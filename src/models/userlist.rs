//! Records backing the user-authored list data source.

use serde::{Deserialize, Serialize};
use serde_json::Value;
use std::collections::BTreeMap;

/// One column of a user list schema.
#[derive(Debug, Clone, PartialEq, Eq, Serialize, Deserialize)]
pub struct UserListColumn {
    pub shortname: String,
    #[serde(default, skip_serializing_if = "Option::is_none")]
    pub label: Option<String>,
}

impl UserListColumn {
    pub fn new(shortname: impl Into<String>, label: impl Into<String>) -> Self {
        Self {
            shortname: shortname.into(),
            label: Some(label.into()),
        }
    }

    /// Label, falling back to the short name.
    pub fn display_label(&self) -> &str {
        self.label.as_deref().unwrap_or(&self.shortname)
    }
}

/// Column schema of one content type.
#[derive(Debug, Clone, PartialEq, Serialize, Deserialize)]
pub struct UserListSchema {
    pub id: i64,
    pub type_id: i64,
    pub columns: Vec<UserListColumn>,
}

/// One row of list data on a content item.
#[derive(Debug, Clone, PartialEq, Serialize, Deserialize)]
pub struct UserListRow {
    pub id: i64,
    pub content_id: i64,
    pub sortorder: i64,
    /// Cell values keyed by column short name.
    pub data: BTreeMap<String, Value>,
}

**EXERCISE INSTRUCTIONS:** Retype the records in their entirety, matching each one exactly.

**ANSWER TO THIS TASK:**
filename src/models/userlist.rs
//! Records backing the user-authored list data source.

use serde::{Deserialize, Serialize};
use serde_json::Value;
use std::collections::BTreeMap;

/// One column of a user list schema.
#[derive(Debug, Clone, PartialEq, Eq, Serialize, Deserialize)]
pub struct UserListColumn {
    pub shortname: String,
    #[serde(default, skip_serializing_if = "Option::is_none")]
    pub label: Option<String>,
}

impl UserListColumn {
    pub fn new(shortname: impl Into<String>, label: impl Into<String>) -> Self {
        Self {
            shortname: shortname.into(),
            label: Some(label.into()),
        }
    }

    /// Label, falling back to the short name.
    pub fn display_label(&self) -> &str {
        self.label.as_deref().unwrap_or(&self.shortname)
    }
}

/// Column schema of one content type.
#[derive(Debug, Clone, PartialEq, Serialize, Deserialize)]
pub struct UserListSchema {
    pub id: i64,
    pub type_id: i64,
    pub columns: Vec<UserListColumn>,
}

/// One row of list data on a content item.
#[derive(Debug, Clone, PartialEq, Serialize, Deserialize)]
pub struct UserListRow {
    pub id: i64,
    pub content_id: i64,
    pub sortorder: i64,
    /// Cell values keyed by column short name.
    pub data: BTreeMap<String, Value>,
}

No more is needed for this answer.